MY FULL CLASSICS CLUB 5th LIST IS HERE

The Classics Spin #44

Twitter hashtag: #ccspin

For this Classics spin #44, I got #9, which on my list is

Descent into Hell

Descent Into Hell
by Charles Williams (1839-1908)
Christian fantasy
Published in 1937
220 pages

Hmm, I am not too thrilled, but hopefully it will be as enjoyable as books by C. S. Lewis and Tolkien.

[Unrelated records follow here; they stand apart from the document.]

//! Avatar asset download with byte-level progress
//!
//! On the web the body of a `fetch` response is read chunk by chunk so the
//! loading indicator can follow the bytes. Native builds read the file in
//! chunks on a background thread. Either way the events land in a shared
//! queue that a system drains every frame.

use std::collections::VecDeque;
use std::sync::{Arc, Mutex};

use bevy::prelude::*;

#[derive(Debug, Clone, PartialEq)]
pub enum DownloadEvent {
    Progress { loaded: u64, total: Option<u64> },
    Finished(Vec<u8>),
    Failed(String),
}

/// Download events waiting for the main thread
#[derive(Resource, Clone, Default)]
pub struct PendingDownload(Arc<Mutex<VecDeque<DownloadEvent>>>);

impl PendingDownload {
    pub fn push(&self, event: DownloadEvent) {
        if let Ok(mut queue) = self.0.lock() {
            queue.push_back(event);
        }
    }

    pub fn drain(&self) -> Vec<DownloadEvent> {
        match self.0.lock() {
            Ok(mut queue) => queue.drain(..).collect(),
            Err(_) => Vec::new(),
        }
    }
}

/// Start fetching `location` in the background
#[cfg(target_arch = "wasm32")]
pub fn start_download(location: String, pending: PendingDownload) {
    tracing::info!("Downloading avatar from {}", location);
    wasm_bindgen_futures::spawn_local(async move {
        match fetch_with_progress(&location, &pending).await {
            Ok(bytes) => {
                tracing::info!("Downloaded {} ({} bytes)", location, bytes.len());
                pending.push(DownloadEvent::Finished(bytes));
            }
            Err(e) => pending.push(DownloadEvent::Failed(e)),
        }
    });
}

#[cfg(target_arch = "wasm32")]
async fn fetch_with_progress(url: &str, pending: &PendingDownload) -> Result<Vec<u8>, String> {
    use wasm_bindgen::{JsCast, JsValue};
    use wasm_bindgen_futures::JsFuture;

    let window = web_sys::window().ok_or("No window")?;
    let response = JsFuture::from(window.fetch_with_str(url))
        .await
        .map_err(|e| format!("Fetch failed: {:?}", e))?;
    let response: web_sys::Response = response
        .dyn_into()
        .map_err(|_| "Fetch did not return a Response".to_string())?;

    if !response.ok() {
        return Err(format!("HTTP {}: {}", response.status(), response.status_text()));
    }

    let total = response
        .headers()
        .get("content-length")
        .ok()
        .flatten()
        .and_then(|len| len.parse::<u64>().ok());

    let Some(body) = response.body() else {
        // No stream to follow - take the whole buffer at once
        let buffer = JsFuture::from(
            response
                .array_buffer()
                .map_err(|e| format!("Failed to read body: {:?}", e))?,
        )
        .await
        .map_err(|e| format!("Failed to read body: {:?}", e))?;
        return Ok(js_sys::Uint8Array::new(&buffer).to_vec());
    };

    let reader: web_sys::ReadableStreamDefaultReader = body
        .get_reader()
        .dyn_into()
        .map_err(|_| "Body reader unavailable".to_string())?;

    let mut bytes = Vec::with_capacity(total.unwrap_or(0) as usize);
    pending.push(DownloadEvent::Progress { loaded: 0, total });
    loop {
        let chunk = JsFuture::from(reader.read())
            .await
            .map_err(|e| format!("Download interrupted: {:?}", e))?;
        let done = js_sys::Reflect::get(&chunk, &JsValue::from_str("done"))
            .ok()
            .and_then(|v| v.as_bool())
            .unwrap_or(true);
        if done {
            break;
        }
        let value = js_sys::Reflect::get(&chunk, &JsValue::from_str("value"))
            .map_err(|e| format!("Malformed chunk: {:?}", e))?;
        bytes.extend_from_slice(&js_sys::Uint8Array::new(&value).to_vec());
        pending.push(DownloadEvent::Progress {
            loaded: bytes.len() as u64,
            total,
        });
    }

    Ok(bytes)
}

/// Start reading `location` from disk on a background thread
#[cfg(not(target_arch = "wasm32"))]
pub fn start_download(location: String, pending: PendingDownload) {
    tracing::info!("Reading avatar from {}", location);
    std::thread::spawn(move || {
        match read_with_progress(std::path::Path::new(&location), &pending, CHUNK_SIZE) {
            Ok(bytes) => {
                tracing::info!("Read {} ({} bytes)", location, bytes.len());
                pending.push(DownloadEvent::Finished(bytes));
            }
            Err(e) => pending.push(DownloadEvent::Failed(format!("{}: {}", location, e))),
        }
    });
}

#[cfg(not(target_arch = "wasm32"))]
const CHUNK_SIZE: usize = 64 * 1024;

/// Read a file in `chunk_size` pieces, reporting progress after each one
#[cfg(not(target_arch = "wasm32"))]
pub fn read_with_progress(
    path: &std::path::Path,
    pending: &PendingDownload,
    chunk_size: usize,
) -> std::io::Result<Vec<u8>> {
    use std::io::Read;

    let mut file = std::fs::File::open(path)?;
    let total = file.metadata().ok().map(|m| m.len()).filter(|len| *len > 0);
    let mut bytes = Vec::with_capacity(total.unwrap_or(0) as usize);
    let mut chunk = vec![0u8; chunk_size.max(1)];

    pending.push(DownloadEvent::Progress { loaded: 0, total });
    loop {
        let read = file.read(&mut chunk)?;
        if read == 0 {
            break;
        }
        bytes.extend_from_slice(&chunk[..read]);
        pending.push(DownloadEvent::Progress {
            loaded: bytes.len() as u64,
            total,
        });
    }
    Ok(bytes)
}
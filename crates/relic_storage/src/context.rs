//! Composition root tying the store together.
//!
//! The `Context` owns the entity table, the registry of component arenas,
//! and the relational index. Every cross-structure operation goes through
//! it, which is what keeps the core invariant observable at all times: an
//! entity↔component association exists in the index if and only if the
//! component's arena holds a live slot for that entity.

use std::collections::HashMap;

use relic_foundation::{
    ComponentAllocationError, ComponentDeallocationError, ComponentGetError, ComponentTypeId,
    Entity, EntityAllocationError, IdExhausted, SelectionId, StorageInitError,
    StorageReleaseError,
};

use crate::arena::{ComponentArena, StorageParams};
use crate::entity::EntityTable;
use crate::id_pool::IdPool;
use crate::index::{RelationalIndex, Selection};

/// Composition root: entity table, arena registry, relational index.
///
/// An explicit, caller-constructed value with an explicit lifecycle; there
/// is no implicit singleton. The context exclusively owns all component
/// memory and identifier state. Callers receive handles and borrows, never
/// ownership, and no handle survives [`Context::release`].
///
/// Access is single-threaded or externally synchronized; the `&mut self`
/// receivers encode that requirement in the API.
#[derive(Debug, Default)]
pub struct Context {
    entities: EntityTable,
    arenas: HashMap<ComponentTypeId, ComponentArena>,
    index: RelationalIndex,
    type_ids: IdPool,
}

impl Context {
    /// Creates an empty context.
    #[must_use]
    pub fn new() -> Self {
        Self::default()
    }

    // --- Storage registry ---

    /// Registers a component storage, assigning it a fresh descriptor.
    ///
    /// # Errors
    ///
    /// - [`StorageInitError::InvalidComponentSize`] if the declared payload
    ///   size is zero.
    /// - [`StorageInitError::IdSpaceExhausted`] if the descriptor space is
    ///   exhausted.
    pub fn register_storage(
        &mut self,
        params: &StorageParams,
    ) -> Result<ComponentTypeId, StorageInitError> {
        if params.component_size() == 0 {
            return Err(StorageInitError::InvalidComponentSize);
        }
        let type_id = ComponentTypeId::new(
            self.type_ids
                .next_available()
                .map_err(|_| StorageInitError::IdSpaceExhausted)?,
        );
        let arena = ComponentArena::new(type_id, params)?;
        self.arenas.insert(type_id, arena);
        Ok(type_id)
    }

    /// Releases a component storage.
    ///
    /// Destroys every live payload of that type, removes all of its
    /// associations from the index, and frees the descriptor for reuse.
    ///
    /// # Errors
    ///
    /// Returns [`StorageReleaseError::InvalidComponentDescriptor`] if the
    /// descriptor does not name a registered storage.
    pub fn release_storage(&mut self, component: ComponentTypeId) -> Result<(), StorageReleaseError> {
        let mut arena = self
            .arenas
            .remove(&component)
            .ok_or(StorageReleaseError::InvalidComponentDescriptor)?;
        arena.release();
        self.index.on_storage_released(component);
        self.type_ids.free(component.id);
        Ok(())
    }

    /// Returns the number of registered storages.
    #[must_use]
    pub fn storage_count(&self) -> usize {
        self.arenas.len()
    }

    /// Returns the payload byte size of a registered storage, if any.
    #[must_use]
    pub fn component_size(&self, component: ComponentTypeId) -> Option<usize> {
        self.arenas.get(&component).map(ComponentArena::component_size)
    }

    // --- Entities ---

    /// Allocates a single entity.
    ///
    /// # Errors
    ///
    /// Returns [`EntityAllocationError::IdSpaceExhausted`] if the entity
    /// identifier space is exhausted.
    pub fn create_entity(&mut self) -> Result<Entity, EntityAllocationError> {
        self.entities.allocate()
    }

    /// Allocates `n` entities, one result slot per requested entity.
    pub fn allocate_entities(&mut self, n: usize) -> Vec<Result<Entity, EntityAllocationError>> {
        self.entities.allocate_batch(n)
    }

    /// Destroys a single entity.
    ///
    /// Every component the entity holds is detached first: destroy
    /// callbacks run, slots are recycled, and the index associations are
    /// removed. Only then is the identifier freed for reuse.
    ///
    /// # Errors
    ///
    /// Returns [`EntityAllocationError::InvalidEntityDescriptor`] if the
    /// handle does not name a live entity; nothing is mutated in that case.
    pub fn destroy_entity(&mut self, entity: Entity) -> Result<(), EntityAllocationError> {
        if !self.entities.contains(entity) {
            return Err(EntityAllocationError::InvalidEntityDescriptor);
        }
        let held: Vec<ComponentTypeId> = self.index.components_of(entity).collect();
        for component in held {
            if let Some(arena) = self.arenas.get_mut(&component) {
                let deallocated = arena.deallocate(entity);
                debug_assert!(deallocated.is_ok());
            }
        }
        self.index.on_entity_removed(entity);
        self.entities.deallocate(entity)
    }

    /// Destroys a batch of entities, one result per element.
    ///
    /// The batch is not atomic: unknown entities report
    /// [`EntityAllocationError::InvalidEntityDescriptor`] in their slot and
    /// the remaining elements are still processed.
    pub fn deallocate_entities(
        &mut self,
        entities: &[Entity],
    ) -> Vec<Result<(), EntityAllocationError>> {
        entities.iter().map(|&e| self.destroy_entity(e)).collect()
    }

    /// Returns true if the handle names a live entity.
    #[must_use]
    pub fn contains_entity(&self, entity: Entity) -> bool {
        self.entities.contains(entity)
    }

    /// Returns the number of live entities.
    #[must_use]
    pub fn entity_count(&self) -> usize {
        self.entities.len()
    }

    // --- Components ---

    /// Attaches a component to an entity without invoking any constructor.
    ///
    /// Returns the zeroed slot bytes. The arena slot and the index
    /// association are created together; on any failure neither exists.
    ///
    /// # Errors
    ///
    /// In precedence order: [`ComponentAllocationError::InvalidEntity`],
    /// [`ComponentAllocationError::InvalidComponentDescriptor`],
    /// [`ComponentAllocationError::AlreadyExists`],
    /// [`ComponentAllocationError::IdSpaceExhausted`].
    pub fn allocate_component(
        &mut self,
        entity: Entity,
        component: ComponentTypeId,
    ) -> Result<&mut [u8], ComponentAllocationError> {
        if !self.entities.contains(entity) {
            return Err(ComponentAllocationError::InvalidEntity);
        }
        let arena = self
            .arenas
            .get_mut(&component)
            .ok_or(ComponentAllocationError::InvalidComponentDescriptor)?;
        arena.allocate(entity).map(|_| ())?;

        let registered = self.index.register(entity, component);
        debug_assert!(registered.is_ok());

        self.slot_bytes_mut(entity, component)
    }

    /// Attaches a component to an entity and runs its construct callback.
    ///
    /// The callback receives the zeroed slot bytes and the opaque argument
    /// blob; the constructor's presence is checked before any state change.
    ///
    /// # Errors
    ///
    /// As [`Context::allocate_component`], plus
    /// [`ComponentAllocationError::InvalidConstructor`] if the storage was
    /// registered without a construct callback.
    pub fn construct_component(
        &mut self,
        entity: Entity,
        component: ComponentTypeId,
        args: &[u8],
    ) -> Result<&mut [u8], ComponentAllocationError> {
        if !self.entities.contains(entity) {
            return Err(ComponentAllocationError::InvalidEntity);
        }
        let arena = self
            .arenas
            .get_mut(&component)
            .ok_or(ComponentAllocationError::InvalidComponentDescriptor)?;
        arena.construct(entity, args).map(|_| ())?;

        let registered = self.index.register(entity, component);
        debug_assert!(registered.is_ok());

        self.slot_bytes_mut(entity, component)
    }

    /// Returns the component payload bytes for an entity.
    ///
    /// The borrow is valid until the next mutation of the context; the
    /// underlying slot itself stays put until the component is deallocated
    /// or its storage is released.
    ///
    /// # Errors
    ///
    /// Returns [`ComponentGetError::InvalidEntity`] for a dead entity and
    /// [`ComponentGetError::InvalidComponentId`] if no association exists.
    pub fn get_component(
        &self,
        entity: Entity,
        component: ComponentTypeId,
    ) -> Result<&[u8], ComponentGetError> {
        if !self.entities.contains(entity) {
            return Err(ComponentGetError::InvalidEntity);
        }
        self.arenas
            .get(&component)
            .ok_or(ComponentGetError::InvalidComponentId)?
            .get(entity)
    }

    /// Returns the component payload bytes for an entity, mutably.
    ///
    /// # Errors
    ///
    /// As [`Context::get_component`].
    pub fn get_component_mut(
        &mut self,
        entity: Entity,
        component: ComponentTypeId,
    ) -> Result<&mut [u8], ComponentGetError> {
        if !self.entities.contains(entity) {
            return Err(ComponentGetError::InvalidEntity);
        }
        self.arenas
            .get_mut(&component)
            .ok_or(ComponentGetError::InvalidComponentId)?
            .get_mut(entity)
    }

    /// Detaches a component from an entity.
    ///
    /// Runs the destroy callback (if registered), recycles the slot, and
    /// removes the index association together.
    ///
    /// # Errors
    ///
    /// Returns [`ComponentDeallocationError::InvalidEntity`] for a dead
    /// entity or a missing association, and
    /// [`ComponentDeallocationError::InvalidComponentDescriptor`] for an
    /// unregistered storage.
    pub fn deallocate_component(
        &mut self,
        entity: Entity,
        component: ComponentTypeId,
    ) -> Result<(), ComponentDeallocationError> {
        if !self.entities.contains(entity) {
            return Err(ComponentDeallocationError::InvalidEntity);
        }
        let arena = self
            .arenas
            .get_mut(&component)
            .ok_or(ComponentDeallocationError::InvalidComponentDescriptor)?;
        arena.deallocate(entity)?;

        let unregistered = self.index.unregister(entity, component);
        debug_assert!(unregistered.is_ok());
        Ok(())
    }

    /// Attaches several components to one entity, one result per element.
    ///
    /// The batch is not atomic: each element succeeds or fails on its own.
    pub fn allocate_components(
        &mut self,
        entity: Entity,
        components: &[ComponentTypeId],
    ) -> Vec<Result<(), ComponentAllocationError>> {
        let mut results = Vec::with_capacity(components.len());
        for &component in components {
            results.push(self.allocate_component(entity, component).map(|_| ()));
        }
        results
    }

    /// Detaches several components from one entity, one result per element.
    ///
    /// The batch is not atomic: each element succeeds or fails on its own.
    pub fn deallocate_components(
        &mut self,
        entity: Entity,
        components: &[ComponentTypeId],
    ) -> Vec<Result<(), ComponentDeallocationError>> {
        let mut results = Vec::with_capacity(components.len());
        for &component in components {
            results.push(self.deallocate_component(entity, component));
        }
        results
    }

    /// Returns true if the entity currently holds the component type.
    #[must_use]
    pub fn holds(&self, entity: Entity, component: ComponentTypeId) -> bool {
        self.index.holds(entity, component)
    }

    /// Enumerates the component types the entity holds, ascending.
    pub fn components_of(&self, entity: Entity) -> impl Iterator<Item = ComponentTypeId> + '_ {
        self.index.components_of(entity)
    }

    // --- Queries ---

    /// Selects the entities holding every component type in the set.
    ///
    /// See [`RelationalIndex::select`] for ordering, caching, and the
    /// empty-set convention.
    ///
    /// # Errors
    ///
    /// Returns [`IdExhausted`] if the selection-handle space is exhausted.
    pub fn select_entities_by_components(
        &mut self,
        components: &[ComponentTypeId],
    ) -> Result<Selection, IdExhausted> {
        self.index.select(components)
    }

    /// Releases a previously returned selection.
    ///
    /// Returns false if the handle does not name a live selection.
    pub fn free_entity_selection(&mut self, handle: SelectionId) -> bool {
        self.index.free_selection(handle)
    }

    // --- Lifecycle ---

    /// Tears the whole context down.
    ///
    /// Every registered arena is released first (running destroy callbacks
    /// on all live payloads), then the relational index is cleared, then
    /// the entity table. All previously issued handles are invalid
    /// afterward; the context itself is reusable as empty.
    pub fn release(&mut self) {
        for arena in self.arenas.values_mut() {
            arena.release();
        }
        self.arenas.clear();
        self.index.clear();
        self.entities.clear();
        self.type_ids.clear();
    }

    /// Looks the slot bytes back up after arena and index agree.
    fn slot_bytes_mut(
        &mut self,
        entity: Entity,
        component: ComponentTypeId,
    ) -> Result<&mut [u8], ComponentAllocationError> {
        self.arenas
            .get_mut(&component)
            .ok_or(ComponentAllocationError::InvalidComponentDescriptor)?
            .get_mut(entity)
            .map_err(|_| ComponentAllocationError::InvalidEntity)
    }
}
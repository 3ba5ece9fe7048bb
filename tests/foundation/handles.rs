//! Integration tests for handle types
//!
//! Tests the null sentinel convention and handle identity semantics.

use relic_foundation::{ComponentTypeId, Entity, SelectionId};

// =============================================================================
// Null Sentinel
// =============================================================================

#[test]
fn null_is_all_bits_set() {
    assert_eq!(Entity::null().id, u64::MAX);
    assert_eq!(ComponentTypeId::null().id, u64::MAX);
    assert_eq!(SelectionId::null().id, u64::MAX);
}

#[test]
fn null_is_never_a_valid_handle() {
    assert!(Entity::null().is_null());
    assert!(!Entity::new(0).is_null());
    assert!(!Entity::new(u64::MAX - 1).is_null());
}

// =============================================================================
// Identity
// =============================================================================

#[test]
fn handles_compare_by_identifier() {
    assert_eq!(Entity::new(3), Entity::new(3));
    assert_ne!(Entity::new(3), Entity::new(4));
}

#[test]
fn handles_order_by_identifier() {
    let mut entities = vec![Entity::new(5), Entity::new(1), Entity::new(3)];
    entities.sort();
    assert_eq!(
        entities,
        vec![Entity::new(1), Entity::new(3), Entity::new(5)]
    );
}

#[test]
fn handle_types_are_distinct() {
    // Same raw id, different meaning; the types keep them apart at compile
    // time, and their debug forms keep them apart in test output.
    assert_eq!(format!("{:?}", Entity::new(2)), "Entity(2)");
    assert_eq!(format!("{:?}", ComponentTypeId::new(2)), "ComponentTypeId(2)");
    assert_eq!(format!("{:?}", SelectionId::new(2)), "SelectionId(2)");
}
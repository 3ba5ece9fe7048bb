//! Integration tests for relational queries
//!
//! Tests set-intersection selections, result ordering, caching behavior,
//! and selection handle lifecycle through the context.

use relic_foundation::Entity;
use relic_storage::{Context, StorageParams};

// =============================================================================
// Set-Intersection Queries
// =============================================================================

#[test]
fn intersection_returns_only_entities_holding_every_descriptor() {
    let mut ctx = Context::new();
    let a = ctx.register_storage(&StorageParams::new(4)).unwrap();
    let b = ctx.register_storage(&StorageParams::new(4)).unwrap();

    let e1 = ctx.create_entity().unwrap();
    let e2 = ctx.create_entity().unwrap();
    ctx.allocate_component(e1, a).unwrap();
    ctx.allocate_component(e2, a).unwrap();
    ctx.allocate_component(e2, b).unwrap();

    let both = ctx.select_entities_by_components(&[a, b]).unwrap();
    assert_eq!(both.entities(), &[e2]);

    let only_a = ctx.select_entities_by_components(&[a]).unwrap();
    assert_eq!(only_a.entities(), &[e1, e2]);
}

#[test]
fn selections_are_ordered_ascending_by_entity_id() {
    let mut ctx = Context::new();
    let c = ctx.register_storage(&StorageParams::new(4)).unwrap();

    let entities: Vec<Entity> = ctx
        .allocate_entities(6)
        .into_iter()
        .map(Result::unwrap)
        .collect();
    // Attach in a scrambled order.
    for &e in &[entities[4], entities[0], entities[5], entities[2]] {
        ctx.allocate_component(e, c).unwrap();
    }

    let selection = ctx.select_entities_by_components(&[c]).unwrap();
    assert_eq!(
        selection.entities(),
        &[entities[0], entities[2], entities[4], entities[5]]
    );
}

#[test]
fn empty_descriptor_set_selects_no_entities() {
    let mut ctx = Context::new();
    let c = ctx.register_storage(&StorageParams::new(4)).unwrap();
    let e = ctx.create_entity().unwrap();
    ctx.allocate_component(e, c).unwrap();

    let selection = ctx.select_entities_by_components(&[]).unwrap();
    assert!(selection.is_empty());
}

// =============================================================================
// Cache Soundness
// =============================================================================

#[test]
fn repeated_queries_agree_with_the_first() {
    let mut ctx = Context::new();
    let c = ctx.register_storage(&StorageParams::new(4)).unwrap();
    let e = ctx.create_entity().unwrap();
    ctx.allocate_component(e, c).unwrap();

    let cold = ctx.select_entities_by_components(&[c]).unwrap();
    let warm = ctx.select_entities_by_components(&[c]).unwrap();
    assert_eq!(cold.entities(), warm.entities());
}

#[test]
fn queries_after_mutation_reflect_the_mutation() {
    let mut ctx = Context::new();
    let c = ctx.register_storage(&StorageParams::new(4)).unwrap();
    let e1 = ctx.create_entity().unwrap();
    ctx.allocate_component(e1, c).unwrap();

    // Prime the cache.
    let before = ctx.select_entities_by_components(&[c]).unwrap();
    assert_eq!(before.entities(), &[e1]);

    let e2 = ctx.create_entity().unwrap();
    ctx.allocate_component(e2, c).unwrap();

    let after = ctx.select_entities_by_components(&[c]).unwrap();
    assert_eq!(after.entities(), &[e1, e2]);

    ctx.deallocate_component(e1, c).unwrap();
    let final_state = ctx.select_entities_by_components(&[c]).unwrap();
    assert_eq!(final_state.entities(), &[e2]);
}

#[test]
fn issued_selections_stay_stable_across_mutation() {
    let mut ctx = Context::new();
    let c = ctx.register_storage(&StorageParams::new(4)).unwrap();
    let e1 = ctx.create_entity().unwrap();
    ctx.allocate_component(e1, c).unwrap();

    let snapshot = ctx.select_entities_by_components(&[c]).unwrap();

    let e2 = ctx.create_entity().unwrap();
    ctx.allocate_component(e2, c).unwrap();
    ctx.destroy_entity(e1).unwrap();

    // The snapshot is stale relative to the store but unchanged as a value.
    assert_eq!(snapshot.entities(), &[e1]);
}

#[test]
fn destroying_an_entity_updates_subsequent_queries() {
    let mut ctx = Context::new();
    let c = ctx.register_storage(&StorageParams::new(4)).unwrap();
    let e1 = ctx.create_entity().unwrap();
    let e2 = ctx.create_entity().unwrap();
    ctx.allocate_component(e1, c).unwrap();
    ctx.allocate_component(e2, c).unwrap();

    ctx.select_entities_by_components(&[c]).unwrap();
    ctx.destroy_entity(e1).unwrap();

    let selection = ctx.select_entities_by_components(&[c]).unwrap();
    assert_eq!(selection.entities(), &[e2]);
}

// =============================================================================
// Selection Handles
// =============================================================================

#[test]
fn selections_must_be_released_exactly_once() {
    let mut ctx = Context::new();
    let c = ctx.register_storage(&StorageParams::new(4)).unwrap();
    let e = ctx.create_entity().unwrap();
    ctx.allocate_component(e, c).unwrap();

    let selection = ctx.select_entities_by_components(&[c]).unwrap();
    assert!(ctx.free_entity_selection(selection.handle()));
    assert!(!ctx.free_entity_selection(selection.handle()));
}

#[test]
fn distinct_queries_get_distinct_handles() {
    let mut ctx = Context::new();
    let a = ctx.register_storage(&StorageParams::new(4)).unwrap();
    let b = ctx.register_storage(&StorageParams::new(4)).unwrap();

    let sa = ctx.select_entities_by_components(&[a]).unwrap();
    let sb = ctx.select_entities_by_components(&[b]).unwrap();
    assert_ne!(sa.handle(), sb.handle());
}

Charles Williams is less well known than his fellow Inklings, such as C. S. Lewis and J. R. R. Tolkien. Like some of them, however, he wrote a series of novels which combine elements of fantasy fiction and Christian symbolism.
Forgoing the detective fiction style of most of his earlier supernatural novels, most of the story’s action is spiritual or psychological in nature. It fits the “theological thriller” description sometimes given to his works.
For this reason Descent into Hell was initially rejected by publishers, though T. S. Eliot’s publishing house Faber and Faber would eventually pick up the novel, as Eliot admired Williams’s work, and, though he did not like Descent into Hell as well as the earlier novels, desired to see it printed.

The action takes place in Battle Hill, outside London, amidst the townspeople’s staging of a new play by Peter Stanhope. The hill seems to reside at the crux of time, as characters from the past appear, and perhaps at a doorway to the beyond, as characters are alternately summoned heavenwards or descend into hell.

Pauline Anstruther, the heroine of the novel, lives in fear of meeting her own doppelganger, which has appeared to her throughout her life.”

Have you read this book?
Or any other book by this author?
What did the Classics Spin give you?

It’s never too late to challenge yourself to (re)discover the classics and connect and have fun with other Classics lovers. See here what this is all about.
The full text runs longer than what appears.